In general terms, these findings were mirrored by the difficulties experienced by the first consensus group in trying to reach agreement on the French wording of the items and response choices. Mean ratings of difficulty ranged from 0 to 60 for the items and from 0 to 27 for the response choices.
Quality of the Canadian French translation
The quality of translation of the items and responses was rated on a scale from 0 (not at all perfect) to 100 (perfect). In terms of clarity, scores ranged from 78 to 100, with a mean of 95.1; "common language" scores ranged from 70 to 100, with a mean of 98.2, and "conceptual equivalence" scores ranged from 45 to 100, with a mean of 92.1. For the quality of the response choices, the means of one item related to "clarity" and 2 items related to "common language" fell below 90. "Conceptual equivalence" was rated above 90 for every response choice. When a perfect score was not awarded, the raters sometimes wrote comments: i.e., "activités énergétiques are not 'vigorous activities'"; "soulever is better than lever." The comments were discussed and necessary modifications were made at the second consensus meeting.
Comments from francophone patients and from the francophone subjects with low educational levels who tested the form were infrequent but were incorporated if appropriate.
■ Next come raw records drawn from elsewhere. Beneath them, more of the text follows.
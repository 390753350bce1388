//! Checkout failure taxonomy.
//!
//! Failures fall into two classes with different handling:
//! business rejections propagate to the caller verbatim and never trigger
//! compensation; system failures trigger exactly one compensation attempt and
//! surface only as a generic message, with the real cause retained in the
//! saga log.

use common::{SagaId, TourId};
use domain::Money;
use thiserror::Error;

/// Expected, user-facing checkout rejections.
///
/// The saga ends `FAILED` with no compensation: either no side effect was
/// committed yet, or the rejected side effect is itself the validation.
#[derive(Debug, Clone, PartialEq, Eq, Error)]
pub enum BusinessError {
    /// The user's cart is missing or has no items.
    #[error("cart is empty")]
    CartEmpty,

    /// The user already owns one of the tours in the cart.
    #[error("tour {tour_id} was already purchased")]
    DuplicatePurchase { tour_id: TourId },

    /// A cart item references a tour the catalog does not know.
    #[error("tour {tour_id} not found")]
    TourNotFound { tour_id: TourId },

    /// The tour exists but is archived or otherwise not purchasable.
    #[error("tour {tour_id} is not available for purchase (status: {status})")]
    TourUnavailable { tour_id: TourId, status: String },

    /// The payment gateway declined the charge.
    #[error("payment of {amount} was declined")]
    PaymentDeclined { amount: Money },
}

impl BusinessError {
    /// Machine-readable reason code for API responses and the saga log.
    pub fn code(&self) -> &'static str {
        match self {
            BusinessError::CartEmpty => "cart_empty",
            BusinessError::DuplicatePurchase { .. } => "duplicate_purchase",
            BusinessError::TourNotFound { .. } => "tour_not_found",
            BusinessError::TourUnavailable { .. } => "tour_unavailable",
            BusinessError::PaymentDeclined { .. } => "payment_declined",
        }
    }
}

/// Failure of a call to an external collaborator (cart store, catalog,
/// ownership index, payment gateway, purchase store).
///
/// Always classified as a system failure: collaborators report business
/// outcomes in their return values, never through this type.
#[derive(Debug, Clone, Error)]
#[error("{service}: {reason}")]
pub struct ServiceError {
    pub service: &'static str,
    pub reason: String,
}

impl ServiceError {
    /// Creates a service error for the named collaborator.
    pub fn new(service: &'static str, reason: impl Into<String>) -> Self {
        Self {
            service,
            reason: reason.into(),
        }
    }
}

/// Errors raised by the saga state store.
#[derive(Debug, Error)]
pub enum SagaStoreError {
    /// No saga record exists with the given ID.
    #[error("saga {0} not found")]
    NotFound(SagaId),

    /// The store backend could not serve the request.
    #[error("saga store unavailable: {0}")]
    Unavailable(String),
}

/// Internal classification of a step failure.
///
/// `From` impls fold collaborator and store errors into the system class, so
/// step executors can use `?` and the orchestrator boundary receives an
/// already-classified failure.
#[derive(Debug, Error)]
pub enum StepError {
    /// A business rule rejected the checkout.
    #[error(transparent)]
    Business(#[from] BusinessError),

    /// An unexpected fault from a collaborator or store.
    #[error("{0}")]
    System(String),
}

impl From<ServiceError> for StepError {
    fn from(err: ServiceError) -> Self {
        StepError::System(err.to_string())
    }
}

impl From<SagaStoreError> for StepError {
    fn from(err: SagaStoreError) -> Self {
        StepError::System(err.to_string())
    }
}

/// Caller-facing checkout outcome.
///
/// System failures carry no detail: the internal cause lives only in the
/// saga log and must never leak to the caller.
#[derive(Debug, Error)]
pub enum CheckoutError {
    /// Expected rejection, reported verbatim.
    #[error(transparent)]
    Business(#[from] BusinessError),

    /// Unexpected failure; compensation has been attempted.
    #[error("critical error during checkout, any payment will be refunded")]
    System,
}

/// Convenience type alias for saga results.
pub type Result<T> = std::result::Result<T, CheckoutError>;

#[cfg(test)]
mod tests {
    use super::*;

    #[test]
    fn test_business_error_codes() {
        assert_eq!(BusinessError::CartEmpty.code(), "cart_empty");
        assert_eq!(
            BusinessError::DuplicatePurchase {
                tour_id: TourId::new("t2")
            }
            .code(),
            "duplicate_purchase"
        );
        assert_eq!(
            BusinessError::TourNotFound {
                tour_id: TourId::new("t1")
            }
            .code(),
            "tour_not_found"
        );
        assert_eq!(
            BusinessError::TourUnavailable {
                tour_id: TourId::new("t1"),
                status: "archived".to_string()
            }
            .code(),
            "tour_unavailable"
        );
        assert_eq!(
            BusinessError::PaymentDeclined {
                amount: Money::from_cents(2500)
            }
            .code(),
            "payment_declined"
        );
    }

    #[test]
    fn test_duplicate_purchase_names_the_tour() {
        let err = BusinessError::DuplicatePurchase {
            tour_id: TourId::new("t2"),
        };
        assert!(err.to_string().contains("t2"));
    }

    #[test]
    fn test_service_error_classifies_as_system() {
        let err: StepError = ServiceError::new("payment-gateway", "timeout").into();
        assert!(matches!(err, StepError::System(_)));
    }

    #[test]
    fn test_store_error_classifies_as_system() {
        let err: StepError = SagaStoreError::Unavailable("connection reset".to_string()).into();
        assert!(matches!(err, StepError::System(_)));
    }

    #[test]
    fn test_system_checkout_error_is_generic() {
        let msg = CheckoutError::System.to_string();
        assert_eq!(msg, "critical error during checkout, any payment will be refunded");
    }
}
Comparability of the backward translations
Both backward translations were judged to be acceptable by the US project team. However, 1 translation did not appear to be as close to the original US version as the other. In the less faithful backward translation, there were occasional problems: specific words (such as "strenuous" in referring to sports or "physical" in relation to health) were missing; an example was omitted; or an item was incorrectly phrased as a question rather than a statement. Nonetheless, both translations captured the intent of the US version and were generally equivalent in measuring the severity or frequency of the concept.
Canadian English version
All of the consensus panel members were in complete agreement that the words and idiomatic phrases in the US version of the SF-36 were clear and easily understandable to English-speaking Canadians. There were no conceptual problems with the use of the US version; even the examples were reflective of Canadian life. Therefore, we made no alterations to the US version, with the exception of changing "mile" to "kilometre" in question 3 ("Walking more than one mile"). This change was agreed upon after considerable discussion. Although the actual distances (1 mile v. 1 km) are different, the concept -- being able to walk quite a long way -- is the same.
Evaluation of responses
One hundred and six English-speaking and 99 French-speaking physical and occupational therapy students completed the survey form. Of the English-speaking students 88.7% were female and 11.3% male; on average they were 22.2 (standard deviation [SD] 3.2) years old and had completed 15.98 (SD 1.79) years of schooling. The French-speaking students were 76.3% female and 23.7% male; on average they were 21.6 (SD 2.1) years old and had finished 15.76 (SD 1.44) years of schooling. Of the students who completed the French form, 98% listed their mother tongue as French. Of those who answered the English survey, 73% stated that English was their native language; 25% listed their mother tongue as "other." Fifteen students (9 English-speaking and 6 French-speaking) were judged as probably not having understood the task on the basis of a pattern of disordinal or outlying responses; these students' responses were excluded from further analyses.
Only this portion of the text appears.